Quelle: Google Cloud Platform
Azure + Red Hat: Expanding hybrid management and data services for easier innovation anywhere
For the past few years, Microsoft and Red Hat have co-developed hybrid solutions enabling customers to innovate both on-premises and in the cloud. In May 2019, we announced the general availability of Azure Red Hat OpenShift, allowing enterprises to run critical container-based production workloads via an OpenShift managed service on Azure, jointly operated by Microsoft and Red Hat.
Microsoft and Red Hat are now working together to further extend Azure services to hybrid environments across on-premises and multi-cloud with upcoming support of Azure Arc for OpenShift and Red Hat Enterprise Linux (RHEL), so our customers will be able to more effectively develop, deploy, and manage cloud-native applications anywhere.
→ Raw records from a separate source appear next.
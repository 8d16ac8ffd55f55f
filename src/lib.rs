//! cncconf library.
//!
//! Vendor `C`-code command extension for CNC / 3D-printer firmware:
//! machine geometry overrides, the settings report, and the
//! `config.gcode` snapshot writer.  Hardware and storage are reached only
//! through the port traits in [`app::ports`]; host adapters live in
//! [`adapters`].

#![deny(unused_must_use)]

pub mod adapters;
pub mod app;
pub mod capabilities;
pub mod config;
pub mod error;
pub mod units;
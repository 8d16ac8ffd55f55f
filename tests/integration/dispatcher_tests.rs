//! Integration tests for the dispatcher → handler → report pipeline.

use super::mock_hw::{EchoLog, EventLog};

use cncconf::app::commands::CommandArgs;
use cncconf::app::context::MachineContext;
use cncconf::app::dispatcher::CommandDispatcher;
use cncconf::app::events::AppEvent;
use cncconf::capabilities::{Capabilities, Feature};
use cncconf::config::GeometryOverrides;
use cncconf::error::Error;
use cncconf::units::UnitSystem;

fn make(caps: Capabilities) -> (CommandDispatcher, MachineContext, EchoLog, EventLog) {
    (
        CommandDispatcher::new(caps),
        MachineContext::new(caps),
        EchoLog::new(),
        EventLog::new(),
    )
}

// ── Getters and setters ───────────────────────────────────────

#[test]
fn bed_size_getter_on_defaults() {
    let (d, mut ctx, mut echo, mut events) = make(Capabilities::default_build());

    d.dispatch(102, &CommandArgs::new(), &mut ctx, &mut echo, &mut events)
        .unwrap();

    assert_eq!(echo.text, "  C102 X230 Y230\n");
    assert!(events.events.is_empty(), "getter must not report a change");
    assert_eq!(ctx.geometry, GeometryOverrides::default());
}

#[test]
fn z_only_maximums_keep_x_and_y() {
    let (d, mut ctx, mut echo, mut events) = make(Capabilities::default_build());
    let args = CommandArgs::new().with('Z', 180.0);

    d.dispatch(101, &args, &mut ctx, &mut echo, &mut events).unwrap();

    assert_eq!(ctx.geometry.z_max_pos, 180);
    assert_eq!(ctx.geometry.x_max_pos, 248);
    assert_eq!(ctx.geometry.y_max_pos, 231);
    assert_eq!(echo.text, "  C101 X248 Y231 Z180\n");
    assert_eq!(events.events, vec![AppEvent::SettingsChanged { code: 101 }]);
}

#[test]
fn bare_setter_is_idempotent() {
    let (d, mut ctx, mut echo, mut events) = make(Capabilities::all());
    let before = ctx.persisted();

    for code in [100, 101, 102, 125, 3] {
        d.dispatch(code, &CommandArgs::new(), &mut ctx, &mut echo, &mut events)
            .unwrap();
        d.dispatch(code, &CommandArgs::new(), &mut ctx, &mut echo, &mut events)
            .unwrap();
    }

    assert_eq!(ctx.persisted(), before);
    assert!(events.events.is_empty());
}

#[test]
fn negative_minimums_and_fractional_rounding() {
    let (d, mut ctx, mut echo, mut events) = make(Capabilities::default_build());
    let args = CommandArgs::new().with('X', -7.4).with('Y', -2.6);

    d.dispatch(100, &args, &mut ctx, &mut echo, &mut events).unwrap();

    assert_eq!((ctx.geometry.x_min_pos, ctx.geometry.y_min_pos), (-7, -3));
    assert_eq!(echo.text, "  C100 X-7 Y-3\n");
}

#[test]
fn inverted_bounds_are_accepted() {
    let (d, mut ctx, mut echo, mut events) = make(Capabilities::default_build());
    let args = CommandArgs::new().with('X', 300.0);

    d.dispatch(100, &args, &mut ctx, &mut echo, &mut events).unwrap();

    assert_eq!(ctx.geometry.x_min_pos, 300);
    assert_eq!(ctx.geometry.inverted_axes().as_slice(), &['X']);
}

#[test]
fn inch_setter_stores_millimetres() {
    let caps = Capabilities::default_build().with(Feature::InchMode);
    let (d, mut ctx, mut echo, mut events) = make(caps);
    ctx.units = UnitSystem::Inches;

    let args = CommandArgs::new().with('X', 10.0).with('Y', 5.0);
    d.dispatch(102, &args, &mut ctx, &mut echo, &mut events).unwrap();

    assert_eq!((ctx.geometry.x_bed_size, ctx.geometry.y_bed_size), (254, 127));
    assert_eq!(echo.text, "  C102 X10.0000 Y5.0000\n");
}

#[test]
fn laser_fan_flag_beats_laser_flag() {
    let (d, mut ctx, mut echo, mut events) = make(Capabilities::all());
    let args = CommandArgs::new()
        .with_flag('L')
        .with_flag('F')
        .with('O', 12.0)
        .with('H', 300.0);

    d.dispatch(3, &args, &mut ctx, &mut echo, &mut events).unwrap();

    assert!(!ctx.laser.laser_mode);
    assert_eq!(ctx.laser.off_power, 12);
    assert_eq!(ctx.laser.target_height, 255);
    assert_eq!(echo.text, "  C3 O12 H255 F ; Fan Mode enabled\n");
}

// ── Unknown and disabled codes ────────────────────────────────

#[test]
fn unknown_code_changes_nothing() {
    let (d, mut ctx, mut echo, mut events) = make(Capabilities::all());
    let before = ctx.persisted();
    let args = CommandArgs::new().with('X', 1.0).with('Y', 2.0);

    let err = d.dispatch(55, &args, &mut ctx, &mut echo, &mut events).unwrap_err();

    assert_eq!(err, Error::UnknownCommand(55));
    assert_eq!(ctx.persisted(), before);
    assert_eq!(echo.text, "echo:Unknown command: \"C55\"\n");
    assert_eq!(events.events, vec![AppEvent::UnknownCommand(55)]);
}

#[test]
fn disabled_feature_code_is_unknown() {
    let caps = Capabilities::default_build().without(Feature::NozzlePark);
    let (d, mut ctx, mut echo, mut events) = make(caps);
    let args = CommandArgs::new().with('X', 50.0);

    let err = d.dispatch(125, &args, &mut ctx, &mut echo, &mut events).unwrap_err();

    assert_eq!(err, Error::UnknownCommand(125));
    assert_eq!(ctx.park.x, 10.0);
}

#[test]
fn bare_build_routes_nothing() {
    let (d, mut ctx, mut echo, mut events) = make(Capabilities::none());
    assert_eq!(d.codes().count(), 0);
    assert!(d.dispatch(10, &CommandArgs::new(), &mut ctx, &mut echo, &mut events).is_err());
}

// ── Reports ───────────────────────────────────────────────────

#[test]
fn interactive_report_full_build() {
    let (d, ctx, mut echo, _events) = make(Capabilities::all());

    d.report(&ctx, false, &mut echo);

    let expected = "\
echo:; Physical Minimums:
echo:  C100 X0 Y0
echo:; Physical Maximums:
echo:  C101 X248 Y231 Z250
echo:; Bed Size:
echo:  C102 X230 Y230
echo:; Nozzle Park Position:
echo:  C125 X10 Y10 Z20
echo:; Laser/Fan Configuration:
echo:  C3 O0 H0 L ; Laser Mode enabled
";
    assert_eq!(echo.text, expected);
}

#[test]
fn degraded_build_reports_defaults() {
    let caps = Capabilities::default_build().without(Feature::GeometryOverrides);
    let (d, mut ctx, mut echo, _events) = make(caps);
    ctx.geometry.x_bed_size = 999;

    d.report(&ctx, true, &mut echo);

    assert!(echo.text.contains("  C102 X230 Y230\n"));
    assert!(!d.handles(102));
}
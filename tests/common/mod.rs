/// Assembles a small valid PDF with one Helvetica `Tj` text object per
/// page. Object offsets in the xref table are computed while writing, so
/// the result parses with a strict reader. An empty string produces a
/// page with an empty content stream.
pub fn minimal_pdf(page_texts: &[&str]) -> Vec<u8> {
    let mut objects: Vec<String> = Vec::new();

    objects.push("<< /Type /Catalog /Pages 2 0 R >>".to_string());
    let kids: Vec<String> = (0..page_texts.len())
        .map(|i| format!("{} 0 R", 4 + 2 * i))
        .collect();
    objects.push(format!(
        "<< /Type /Pages /Kids [{}] /Count {} >>",
        kids.join(" "),
        page_texts.len()
    ));
    objects.push("<< /Type /Font /Subtype /Type1 /BaseFont /Helvetica >>".to_string());

    for (i, text) in page_texts.iter().enumerate() {
        let content_ref = 5 + 2 * i;
        objects.push(format!(
            "<< /Type /Page /Parent 2 0 R /MediaBox [0 0 612 792] \
             /Resources << /Font << /F1 3 0 R >> >> /Contents {content_ref} 0 R >>"
        ));
        let stream = if text.is_empty() {
            String::new()
        } else {
            format!("BT /F1 24 Tf 72 720 Td ({text}) Tj ET")
        };
        objects.push(format!(
            "<< /Length {} >>\nstream\n{}\nendstream",
            stream.len(),
            stream
        ));
    }

    let mut out = Vec::new();
    out.extend_from_slice(b"%PDF-1.4\n");
    let mut offsets = Vec::new();
    for (index, body) in objects.iter().enumerate() {
        offsets.push(out.len());
        out.extend_from_slice(format!("{} 0 obj\n{}\nendobj\n", index + 1, body).as_bytes());
    }

    let xref_offset = out.len();
    out.extend_from_slice(format!("xref\n0 {}\n", objects.len() + 1).as_bytes());
    out.extend_from_slice(b"0000000000 65535 f \n");
    for offset in offsets {
        out.extend_from_slice(format!("{offset:010} 00000 n \n").as_bytes());
    }
    out.extend_from_slice(
        format!(
            "trailer\n<< /Size {} /Root 1 0 R >>\nstartxref\n{}\n%%EOF\n",
            objects.len() + 1,
            xref_offset
        )
        .as_bytes(),
    );
    out
}
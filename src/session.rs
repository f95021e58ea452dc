use serde::{Deserialize, Serialize};

use crate::flow::FlowBackend;

/// Characters of extracted text shown in the upload preview. The full
/// text is what gets transmitted.
pub const PREVIEW_CHARS: usize = 1000;

pub const ERROR_PREFIX: &str = "⚠️ Error";

#[derive(Debug, Clone, Copy, PartialEq, Eq, Serialize, Deserialize)]
#[serde(rename_all = "lowercase")]
pub enum Role {
    User,
    Assistant,
}

/// One chat log record. Immutable once appended.
#[derive(Debug, Clone, Serialize, Deserialize)]
pub struct Message {
    pub role: Role,
    pub content: String,
}

/// The most recent upload, waiting for an explicit send action.
#[derive(Debug, Clone)]
pub enum PendingUpload {
    /// Only the filename travels upstream, never pixel data.
    Image { filename: String },
    /// Extracted text; transmitted verbatim on send.
    Text { filename: String, text: String },
}

impl PendingUpload {
    pub fn filename(&self) -> &str {
        match self {
            Self::Image { filename } | Self::Text { filename, .. } => filename,
        }
    }

    pub fn preview(&self) -> String {
        match self {
            Self::Image { .. } => String::new(),
            Self::Text { text, .. } => preview(text),
        }
    }
}

/// Per-session state: the append-only chat log plus at most one pending
/// upload. Lives for one browser session; only `clear` truncates the log.
#[derive(Debug, Default)]
pub struct ChatSession {
    messages: Vec<Message>,
    pending: Option<PendingUpload>,
}

impl ChatSession {
    pub fn new() -> Self {
        Self::default()
    }

    pub fn messages(&self) -> &[Message] {
        &self.messages
    }

    pub fn clear(&mut self) {
        self.messages.clear();
    }

    pub fn set_pending(&mut self, upload: PendingUpload) {
        self.pending = Some(upload);
    }

    pub fn pending(&self) -> Option<&PendingUpload> {
        self.pending.as_ref()
    }

    /// Runs one turn: appends the user record, performs the single
    /// blocking call, appends the assistant record (reply text on
    /// success, in-band error text on failure), and returns the
    /// assistant content. Every turn appends exactly two records.
    pub async fn submit(&mut self, backend: &dyn FlowBackend, text: impl Into<String>) -> String {
        let text = text.into();
        self.messages.push(Message {
            role: Role::User,
            content: text.clone(),
        });

        let reply = match backend.run(&text).await {
            Ok(reply) => reply,
            Err(err) => format!("{ERROR_PREFIX}: {err}"),
        };

        self.messages.push(Message {
            role: Role::Assistant,
            content: reply.clone(),
        });
        reply
    }
}

/// Synthetic user message sent when an image upload is confirmed.
pub fn image_notice(filename: &str) -> String {
    format!("📷 User uploaded an image: {filename}")
}

/// First `PREVIEW_CHARS` characters, safe on multi-byte boundaries.
pub fn preview(text: &str) -> String {
    text.chars().take(PREVIEW_CHARS).collect()
}

#[cfg(test)]
mod tests {
    use super::*;
    use crate::error::{FlowChatError, Result};
    use async_trait::async_trait;

    struct EchoBackend;

    #[async_trait]
    impl FlowBackend for EchoBackend {
        async fn run(&self, message: &str) -> Result<String> {
            Ok(format!("echo: {message}"))
        }
    }

    struct FailingBackend;

    #[async_trait]
    impl FlowBackend for FailingBackend {
        async fn run(&self, _message: &str) -> Result<String> {
            Err(FlowChatError::Transport("connection refused".to_string()))
        }
    }

    #[tokio::test]
    async fn each_turn_appends_exactly_two_records() {
        let mut session = ChatSession::new();
        session.submit(&EchoBackend, "hello").await;
        session.submit(&EchoBackend, "again").await;

        let messages = session.messages();
        assert_eq!(messages.len(), 4);
        assert_eq!(messages[0].role, Role::User);
        assert_eq!(messages[0].content, "hello");
        assert_eq!(messages[1].role, Role::Assistant);
        assert_eq!(messages[1].content, "echo: hello");
        assert_eq!(messages[2].content, "again");
        assert_eq!(messages[3].content, "echo: again");
    }

    #[tokio::test]
    async fn failed_turn_stores_error_text_and_session_stays_usable() {
        let mut session = ChatSession::new();
        let reply = session.submit(&FailingBackend, "hello").await;

        assert!(reply.starts_with(ERROR_PREFIX));
        assert!(reply.contains("connection refused"));
        assert_eq!(session.messages().len(), 2);
        assert_eq!(session.messages()[1].content, reply);

        session.submit(&EchoBackend, "retry").await;
        assert_eq!(session.messages().len(), 4);
        assert_eq!(session.messages()[3].content, "echo: retry");
    }

    #[tokio::test]
    async fn clear_empties_the_log() {
        let mut session = ChatSession::new();
        session.submit(&EchoBackend, "one").await;
        session.submit(&EchoBackend, "two").await;
        session.clear();
        assert!(session.messages().is_empty());

        session.submit(&EchoBackend, "three").await;
        assert_eq!(session.messages().len(), 2);
    }

    #[test]
    fn image_notice_carries_the_filename() {
        assert_eq!(
            image_notice("cat.png"),
            "📷 User uploaded an image: cat.png"
        );
    }

    #[test]
    fn preview_caps_at_limit() {
        let long = "a".repeat(PREVIEW_CHARS + 500);
        assert_eq!(preview(&long).chars().count(), PREVIEW_CHARS);
        assert_eq!(preview("Hello"), "Hello");
    }

    #[test]
    fn preview_counts_characters_not_bytes() {
        let long = "é".repeat(PREVIEW_CHARS + 10);
        assert_eq!(preview(&long).chars().count(), PREVIEW_CHARS);
    }

    #[test]
    fn pending_text_preview_is_capped() {
        let upload = PendingUpload::Text {
            filename: "big.txt".to_string(),
            text: "x".repeat(PREVIEW_CHARS * 2),
        };
        assert_eq!(upload.preview().chars().count(), PREVIEW_CHARS);
        assert_eq!(upload.filename(), "big.txt");

        let image = PendingUpload::Image {
            filename: "cat.png".to_string(),
        };
        assert_eq!(image.preview(), "");
    }
}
With Azure Arc, customers will have a more consistent management and operational experience across their Microsoft hybrid cloud including Red Hat OpenShift and RHEL.
What’s new for Red Hat Customers with Azure Arc
As part of the Azure Arc preview, we’re expanding Azure Arc’s Linux and Kubernetes management capabilities to add support specifically for Red Hat customers, enabling you to:
Organize, secure, and govern your Red Hat ecosystem across environments
Many of our customers have workloads sprawling across clouds, datacenters, and edge locations. Azure Arc enables customers to centrally manage, secure, and control RHEL servers and OpenShift clusters from Azure at scale. Wherever the workloads are running, customers can view inventory and search from the Azure Portal. They can apply policies and manage compliance for connected servers and clusters from Azure Policy; either one or many clusters at a time. Customers can enhance their security posture through built-in Azure security policies and RBAC for the managed infrastructure that works the same way wherever they run. As Azure Arc progresses towards general availability, more policies will be enabled, such as reporting on expiring certificates, password complexity, managing SSH keys, and enforcing disk encryption.
In addition, with SQL Server 2019 for RHEL 8 is now quicker to deploy via new images now available in the Azure Marketplace, we’re expanding Azure Arc to manage SQL Server on RHEL, providing integrated database and server governance via unified Azure Policies.
Finally, Azure Arc makes it easy to use Azure Management services such as Azure Monitor and Azure Security Center when dealing with workloads and infrastructure running outside of Azure.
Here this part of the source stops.